Security attacks on intelligent transportation systems (ITS) may result in life-threatening situations. Combining deep neural networks with reinforcement learning (RL) models called DRL shows promising results when applied to urban Traffic Signal Control (TSC) for adaptive adjustment of traffic light schedules. In this paper, first, we explore the security vulnerabilities of DRL-based TSCs in the presence of adversarial attacks. We investigate the impact of the two distinct threat models with two state-of-the-art adversarial attacks using white-box and black-box settings.
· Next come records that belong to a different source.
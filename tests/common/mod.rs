//! Shared helpers for gateway tests.

use axum::{body::Body, http::Response, Router};
use http_body_util::BodyExt;
use serde_json::Value;

use clashlink::gateway::{self, AppState};
use clashlink::AppConfig;

/// Router backed by a subscriptions directory under `dir`.
pub fn test_app(dir: &std::path::Path) -> Router {
    test_app_with(dir, |_| {})
}

pub fn test_app_with(dir: &std::path::Path, tweak: impl FnOnce(&mut AppConfig)) -> Router {
    let mut config = AppConfig::default();
    config.storage.subscriptions_dir = dir.join("subscriptions");
    tweak(&mut config);
    gateway::router(AppState::new(config))
}

pub async fn response_bytes(response: Response<Body>) -> Vec<u8> {
    response
        .into_body()
        .collect()
        .await
        .unwrap()
        .to_bytes()
        .to_vec()
}

pub async fn response_json(response: Response<Body>) -> Value {
    serde_json::from_slice(&response_bytes(response).await).unwrap()
}
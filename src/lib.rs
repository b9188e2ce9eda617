//! clashlink turns vmess/vless share links into Clash subscriptions.
//!
//! The pipeline lives in [`generate`]: links are parsed by
//! [`clash::LinkParser`], optionally probed by [`clash::HealthChecker`],
//! rendered by [`clash::render`] and saved through [`store::SubscriptionStore`].
//! [`gateway`] exposes it over HTTP; the `clashlink` binary over a CLI.

pub mod clash;
pub mod config;
pub mod gateway;
pub mod generate;
pub mod logging;
pub mod store;

pub use config::AppConfig;
pub use generate::{GenerateError, GenerateOutcome, GenerateRequest};
pub use store::{Owner, StoreError, SubscriptionStore};
//! Tracing subscriber setup.

use std::sync::OnceLock;

use tracing_subscriber::EnvFilter;

static TRACING: OnceLock<()> = OnceLock::new();

/// Install the global fmt subscriber. `RUST_LOG` wins over `default_filter`.
/// Safe to call more than once; only the first call has an effect.
pub fn init(default_filter: &str) {
    TRACING.get_or_init(|| {
        let filter = EnvFilter::try_from_default_env()
            .or_else(|_| EnvFilter::try_new(default_filter))
            .unwrap_or_else(|_| EnvFilter::new("info"));
        let _ = tracing_subscriber::fmt()
            .with_env_filter(filter)
            .with_target(false)
            .with_writer(std::io::stderr)
            .try_init();
        tracing::debug!("tracing initialized");
    });
}

#[cfg(test)]
mod tests {
    use super::*;

    #[test]
    fn init_is_idempotent() {
        init("debug");
        init("not a [valid filter");
        tracing::info!("still logging");
    }
}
The attacks are simulated on different DRL-based TSC algorithms in a single intersection and multiple intersections. The results show that the performance of the DRL learning agent decreases in both adversarial attack models with white-box and black-box settings resulting in higher levels of traffic congestion. After analysing the adversarial attack models, we explored several sequential anomaly detection models. While sequential anomaly detection models minimizes the detection delays, it also achieves lower false alarm rates due to cumulative anomaly inspection. We also proposed an ensemble model that works with all the attack models without any model assumption. The results of anomaly detectors indicates that low-cost ensemble model achieves the best anomaly detection performance in all attack models and DRL settings.

中文翻译：

---

基于深度强化学习 (DRL) 的交通信号控制器中的对抗性攻击和防御


对智能交通系统 (ITS) 的安全攻击可能会导致危及生命的情况。将深度神经网络与称为 DRL 的强化学习 (RL) 模型相结合，应用于城市交通信号控制 (TSC) 来自适应调整交通灯时间表时，显示出有希望的结果。在本文中，我们首先探讨了基于 DRL 的 TSC 在存在对抗性攻击时的安全漏洞。我们使用白盒和黑盒设置研究了两种不同威胁模型和两种最先进的对抗性攻击的影响。在单个路口和多个路口的不同基于 DRL 的 TSC 算法上模拟了攻击。结果表明，在白盒和黑盒设置的对抗攻击模型中，DRL 学习代理的性能都会下降，从而导致更高程度的流量拥塞。在分析了对抗性攻击模型之后，我们探索了几种顺序异常检测模型。虽然顺序异常检测模型最大限度地减少了检测延迟，但由于累积异常检查，它还实现了较低的误报率。我们还提出了一种适用于所有攻击模型的集成模型，无需任何模型假设。异常检测器的结果表明，低成本集成模型在所有攻击模型和 DRL 设置中实现了最佳的异常检测性能。